The expected answer holds every line from the first line of the data below through the line containing "authorization parameters apply.", exactly as written, and no other line.

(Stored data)
# # # # # # #

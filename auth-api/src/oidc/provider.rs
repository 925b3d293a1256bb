/*
 * Copyright 2025 Security Union LLC
 *
 * Licensed under either of
 *
 * * Apache License, Version 2.0
 *   (http://www.apache.org/licenses/LICENSE-2.0)
 * * MIT license
 *   (http://opensource.org/licenses/MIT)
 *
 * at your option.
 */

//! Per-identity-provider strategy.

use std::sync::Arc;

use async_trait::async_trait;
use url::Url;

use crate::error::AuthError;
use crate::http::HttpFetcher;
use crate::secret::SecretString;

use super::claims::{fetch_userinfo, Claims};
use super::discovery::DiscoveryCache;
use super::exchange::{build_authorization_url, exchange_code, AuthorizationParams, TokenSet};
use super::jwks::JwksCache;
use super::verify::verify_id_token;

pub const DEFAULT_SCOPES: &[&str] = &["openid", "email", "profile"];

/// Which provider-specific claims and authorization parameters apply.
#[derive(Debug, Clone, Copy, PartialEq, Eq)]
pub enum ProviderKind {
    Google,
    Microsoft,
    Generic,
}

impl ProviderKind {
    pub fn parse(value: &str) -> Option<Self> {
        match value.trim().to_ascii_lowercase().as_str() {
            "google" => Some(Self::Google),
            "microsoft" => Some(Self::Microsoft),
            "generic" => Some(Self::Generic),
            _ => None,
        }
    }

    /// Kind implied by a provider's configured name.
    pub fn for_name(name: &str) -> Self {
        match name.to_ascii_lowercase().as_str() {
            "google" => Self::Google,
            "microsoft" | "azure" | "entra" => Self::Microsoft,
            _ => Self::Generic,
        }
    }

    fn default_auth_params(&self) -> &'static [(&'static str, &'static str)] {
        match self {
            Self::Google => &[("access_type", "offline"), ("prompt", "select_account")],
            Self::Microsoft | Self::Generic => &[],
        }
    }
}

/// Static configuration of one provider.
#[derive(Debug, Clone)]
pub struct ProviderConfig {
    pub name: String,
    pub kind: ProviderKind,
    pub issuer: String,
    pub client_id: String,
    pub client_secret: Option<SecretString>,
    pub scopes: Vec<String>,
    pub extra_auth_params: Vec<(String, String)>,
}

impl ProviderConfig {
    pub fn new(name: &str, issuer: &str, client_id: &str) -> Self {
        Self {
            name: name.to_string(),
            kind: ProviderKind::for_name(name),
            issuer: issuer.to_string(),
            client_id: client_id.to_string(),
            client_secret: None,
            scopes: DEFAULT_SCOPES.iter().map(|s| s.to_string()).collect(),
            extra_auth_params: Vec::new(),
        }
    }
}

/// Per-flow inputs to an authorization URL.
pub struct AuthorizationRequest<'a> {
    pub redirect_uri: &'a str,
    pub state: &'a str,
    pub nonce: &'a str,
    pub code_challenge: &'a str,
    /// Overrides the configured scopes when non-empty.
    pub scopes: &'a [String],
}

#[async_trait]
pub trait Provider: Send + Sync {
    fn name(&self) -> &str;

    /// Verify the ID token and decode standard plus provider-specific
    /// claims. `access_token` enables the UserInfo fallback.
    async fn validate_id_token(
        &self,
        id_token: &str,
        access_token: Option<&str>,
        config: &ProviderConfig,
    ) -> Result<Claims, AuthError>;

    async fn authorization_url(
        &self,
        config: &ProviderConfig,
        request: &AuthorizationRequest<'_>,
    ) -> Result<Url, AuthError>;

    async fn exchange_code(
        &self,
        config: &ProviderConfig,
        code: &str,
        code_verifier: &SecretString,
        redirect_uri: &str,
    ) -> Result<TokenSet, AuthError>;
}

/// Standard OIDC provider backed by the shared discovery and JWKS caches.
pub struct OidcProvider {
    name: String,
    kind: ProviderKind,
    discovery: Arc<DiscoveryCache>,
    jwks: Arc<JwksCache>,
    fetcher: Arc<dyn HttpFetcher>,
}

impl OidcProvider {
    pub fn new(
        config: &ProviderConfig,
        discovery: Arc<DiscoveryCache>,
        jwks: Arc<JwksCache>,
        fetcher: Arc<dyn HttpFetcher>,
    ) -> Self {
        Self {
            name: config.name.clone(),
            kind: config.kind,
            discovery,
            jwks,
            fetcher,
        }
    }
}

#[async_trait]
impl Provider for OidcProvider {
    fn name(&self) -> &str {
        &self.name
    }

    async fn validate_id_token(
        &self,
        id_token: &str,
        access_token: Option<&str>,
        config: &ProviderConfig,
    ) -> Result<Claims, AuthError> {
        let doc = self.discovery.get(&config.issuer).await?;
        let raw = verify_id_token(
            &self.jwks,
            &doc.jwks_uri,
            id_token,
            &config.client_id,
            &doc.issuer,
        )
        .await?;
        let mut claims = Claims::from_id_token(raw, self.kind);

        if claims.email.is_empty() {
            if let (Some(token), Some(endpoint)) = (access_token, doc.userinfo_endpoint.as_deref())
            {
                match fetch_userinfo(self.fetcher.as_ref(), endpoint, token).await {
                    Ok(info) => claims.merge_userinfo(info),
                    Err(e) => tracing::warn!(provider = %self.name, "UserInfo fallback failed: {e}"),
                }
            }
        }

        Ok(claims)
    }

    async fn authorization_url(
        &self,
        config: &ProviderConfig,
        request: &AuthorizationRequest<'_>,
    ) -> Result<Url, AuthError> {
        let doc = self.discovery.get(&config.issuer).await?;

        let mut extra: Vec<(String, String)> = self
            .kind
            .default_auth_params()
            .iter()
            .filter(|(k, _)| !config.extra_auth_params.iter().any(|(ck, _)| ck.as_str() == *k))
            .map(|(k, v)| (k.to_string(), v.to_string()))
            .collect();
        extra.extend(config.extra_auth_params.iter().cloned());

        let scopes = if request.scopes.is_empty() {
            config.scopes.as_slice()
        } else {
            request.scopes
        };

        build_authorization_url(
            &doc.authorization_endpoint,
            &AuthorizationParams {
                client_id: &config.client_id,
                redirect_uri: request.redirect_uri,
                scopes,
                state: request.state,
                nonce: request.nonce,
                code_challenge: request.code_challenge,
                extra: &extra,
            },
        )
    }

    async fn exchange_code(
        &self,
        config: &ProviderConfig,
        code: &str,
        code_verifier: &SecretString,
        redirect_uri: &str,
    ) -> Result<TokenSet, AuthError> {
        let doc = self.discovery.get(&config.issuer).await?;
        exchange_code(
            self.fetcher.as_ref(),
            &doc.token_endpoint,
            &config.client_id,
            config.client_secret.as_ref().map(SecretString::expose),
            code,
            code_verifier.expose(),
            redirect_uri,
        )
        .await
    }
}
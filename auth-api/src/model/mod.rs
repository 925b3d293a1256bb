/*
 * Copyright 2025 Security Union LLC
 *
 * Licensed under either of
 *
 * * Apache License, Version 2.0
 *   (http://www.apache.org/licenses/LICENSE-2.0)
 * * MIT license
 *   (http://opensource.org/licenses/MIT)
 *
 * at your option.
 */

//! Domain entities persisted through the store traits in [`crate::db`].

pub mod session;
pub mod token;
pub mod user;

pub use session::{FlowState, OidcSession, SessionCompletion};
pub use token::{ApiToken, IssuedToken, PlaintextToken};
pub use user::{Identity, Role, User};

# # # # # # #

#### FINAL ANSWER
filename auth-api/src/oidc/provider.rs
repository 925b3d293a1256bb
/*
 * Copyright 2025 Security Union LLC
 *
 * Licensed under either of
 *
 * * Apache License, Version 2.0
 *   (http://www.apache.org/licenses/LICENSE-2.0)
 * * MIT license
 *   (http://opensource.org/licenses/MIT)
 *
 * at your option.
 */

//! Per-identity-provider strategy.

use std::sync::Arc;

use async_trait::async_trait;
use url::Url;

use crate::error::AuthError;
use crate::http::HttpFetcher;
use crate::secret::SecretString;

use super::claims::{fetch_userinfo, Claims};
use super::discovery::DiscoveryCache;
use super::exchange::{build_authorization_url, exchange_code, AuthorizationParams, TokenSet};
use super::jwks::JwksCache;
use super::verify::verify_id_token;

pub const DEFAULT_SCOPES: &[&str] = &["openid", "email", "profile"];

/// Which provider-specific claims and authorization parameters apply.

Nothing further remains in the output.